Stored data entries
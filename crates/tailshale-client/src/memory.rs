//! In-memory directory for tests and offline use.

use crate::directory::{DirectoryClient, DirectoryNode, DirectoryStatus};
use async_trait::async_trait;
use hickory_proto::op::{Message, MessageType, OpCode, Query, ResponseCode};
use hickory_proto::rr::rdata::{A, AAAA};
use hickory_proto::rr::{Name, RData, Record, RecordType};
use std::collections::HashMap;
use std::net::IpAddr;
use std::str::FromStr;
use std::sync::{Mutex, PoisonError};
use tailshale_core::{Result, TailshaleError};

/// A call made against a [`MemoryDirectory`]
#[derive(Debug, Clone, PartialEq, Eq)]
pub enum DirectoryCall {
    Status,
    QueryDns { name: String, qtype: String },
    WhoIs(IpAddr),
}

/// Directory backed by fixed tables
///
/// Names are answered with real DNS wire responses, so the resolver's
/// decoding path runs unchanged. Unknown names get NXDOMAIN.
#[derive(Debug, Default)]
pub struct MemoryDirectory {
    suffix: String,
    records: HashMap<String, IpAddr>,
    nodes: HashMap<IpAddr, DirectoryNode>,
    raw_dns: Option<Vec<u8>>,
    fail_status: bool,
    fail_dns: bool,
    fail_who_is: bool,
    calls: Mutex<Vec<DirectoryCall>>,
}

impl MemoryDirectory {
    /// Create an empty directory for the tailnet `suffix`
    #[must_use]
    pub fn new(suffix: impl Into<String>) -> Self {
        Self {
            suffix: suffix.into(),
            ..Self::default()
        }
    }

    /// Add a DNS record for `name`
    #[must_use]
    pub fn with_record(mut self, name: &str, ip: IpAddr) -> Self {
        self.records.insert(normalize(name), ip);
        self
    }

    /// Add the node owning `ip`
    #[must_use]
    pub fn with_node(mut self, ip: IpAddr, node: DirectoryNode) -> Self {
        self.nodes.insert(ip, node);
        self
    }

    /// Add a DNS record and an SSH-enabled node in one go
    #[must_use]
    pub fn with_host(self, name: &str, ip: IpAddr, host_keys: &[&str]) -> Self {
        let node = DirectoryNode {
            name: format!("{}.", normalize(name)),
            ssh_enabled: !host_keys.is_empty(),
            host_keys: host_keys.iter().map(ToString::to_string).collect(),
        };
        self.with_record(name, ip).with_node(ip, node)
    }

    /// Answer every DNS query with these bytes
    #[must_use]
    pub fn with_raw_dns(mut self, bytes: Vec<u8>) -> Self {
        self.raw_dns = Some(bytes);
        self
    }

    /// Make `status()` fail
    #[must_use]
    pub const fn fail_status(mut self) -> Self {
        self.fail_status = true;
        self
    }

    /// Make `query_dns()` fail
    #[must_use]
    pub const fn fail_dns(mut self) -> Self {
        self.fail_dns = true;
        self
    }

    /// Make `who_is()` fail
    #[must_use]
    pub const fn fail_who_is(mut self) -> Self {
        self.fail_who_is = true;
        self
    }

    /// Calls made so far, in order
    #[must_use]
    pub fn calls(&self) -> Vec<DirectoryCall> {
        self.calls
            .lock()
            .unwrap_or_else(PoisonError::into_inner)
            .clone()
    }

    fn record(&self, call: DirectoryCall) {
        self.calls
            .lock()
            .unwrap_or_else(PoisonError::into_inner)
            .push(call);
    }

    fn answer(&self, name: &str, qtype: &str) -> Result<Vec<u8>> {
        let proto = |e: hickory_proto::ProtoError| TailshaleError::Directory(e.to_string());

        let record_type = RecordType::from_str(&qtype.to_ascii_uppercase()).map_err(proto)?;
        let mut fqdn = Name::from_ascii(name).map_err(proto)?;
        fqdn.set_fqdn(true);

        let mut message = Message::new();
        message
            .set_message_type(MessageType::Response)
            .set_op_code(OpCode::Query)
            .set_recursion_desired(true)
            .set_recursion_available(true)
            .add_query(Query::query(fqdn.clone(), record_type));

        match self.records.get(&normalize(name)) {
            Some(ip) => {
                let rdata = match (ip, record_type) {
                    (IpAddr::V4(v4), RecordType::A) => Some(RData::A(A(*v4))),
                    (IpAddr::V6(v6), RecordType::AAAA) => Some(RData::AAAA(AAAA(*v6))),
                    _ => None,
                };
                if let Some(rdata) = rdata {
                    message.add_answer(Record::from_rdata(fqdn, 600, rdata));
                }
            }
            None => {
                message.set_response_code(ResponseCode::NXDomain);
            }
        }

        message.to_vec().map_err(proto)
    }
}

#[async_trait]
impl DirectoryClient for MemoryDirectory {
    async fn status(&self) -> Result<DirectoryStatus> {
        self.record(DirectoryCall::Status);
        if self.fail_status {
            return Err(TailshaleError::Directory("status unavailable".to_string()));
        }
        Ok(DirectoryStatus {
            trust_suffix: self.suffix.clone(),
        })
    }

    async fn query_dns(&self, name: &str, qtype: &str) -> Result<Vec<u8>> {
        self.record(DirectoryCall::QueryDns {
            name: name.to_string(),
            qtype: qtype.to_string(),
        });
        if self.fail_dns {
            return Err(TailshaleError::Directory("dns unavailable".to_string()));
        }
        if let Some(raw) = &self.raw_dns {
            return Ok(raw.clone());
        }
        self.answer(name, qtype)
    }

    async fn who_is(&self, addr: IpAddr) -> Result<DirectoryNode> {
        self.record(DirectoryCall::WhoIs(addr));
        if self.fail_who_is {
            return Err(TailshaleError::Directory("whois unavailable".to_string()));
        }
        self.nodes
            .get(&addr)
            .cloned()
            .ok_or_else(|| TailshaleError::Directory(format!("no node owns {addr}")))
    }
}

fn normalize(name: &str) -> String {
    name.trim_end_matches('.').to_ascii_lowercase()
}
mod host;
mod key;

pub use host::*;
pub use key::*;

- **Task requirements**
Exactly as written, please transcribe the lines from the start of the records above to the line that holds "let node = DirectoryNode", both ends included.

- **Response**
filename crates/tailshale-client/src/memory.rs
//! In-memory directory for tests and offline use.

use crate::directory::{DirectoryClient, DirectoryNode, DirectoryStatus};
use async_trait::async_trait;
use hickory_proto::op::{Message, MessageType, OpCode, Query, ResponseCode};
use hickory_proto::rr::rdata::{A, AAAA};
use hickory_proto::rr::{Name, RData, Record, RecordType};
use std::collections::HashMap;
use std::net::IpAddr;
use std::str::FromStr;
use std::sync::{Mutex, PoisonError};
use tailshale_core::{Result, TailshaleError};

/// A call made against a [`MemoryDirectory`]
#[derive(Debug, Clone, PartialEq, Eq)]
pub enum DirectoryCall {
    Status,
    QueryDns { name: String, qtype: String },
    WhoIs(IpAddr),
}

/// Directory backed by fixed tables
///
/// Names are answered with real DNS wire responses, so the resolver's
/// decoding path runs unchanged. Unknown names get NXDOMAIN.
#[derive(Debug, Default)]
pub struct MemoryDirectory {
    suffix: String,
    records: HashMap<String, IpAddr>,
    nodes: HashMap<IpAddr, DirectoryNode>,
    raw_dns: Option<Vec<u8>>,
    fail_status: bool,
    fail_dns: bool,
    fail_who_is: bool,
    calls: Mutex<Vec<DirectoryCall>>,
}

impl MemoryDirectory {
    /// Create an empty directory for the tailnet `suffix`
    #[must_use]
    pub fn new(suffix: impl Into<String>) -> Self {
        Self {
            suffix: suffix.into(),
            ..Self::default()
        }
    }

    /// Add a DNS record for `name`
    #[must_use]
    pub fn with_record(mut self, name: &str, ip: IpAddr) -> Self {
        self.records.insert(normalize(name), ip);
        self
    }

    /// Add the node owning `ip`
    #[must_use]
    pub fn with_node(mut self, ip: IpAddr, node: DirectoryNode) -> Self {
        self.nodes.insert(ip, node);
        self
    }

    /// Add a DNS record and an SSH-enabled node in one go
    #[must_use]
    pub fn with_host(self, name: &str, ip: IpAddr, host_keys: &[&str]) -> Self {
        let node = DirectoryNode {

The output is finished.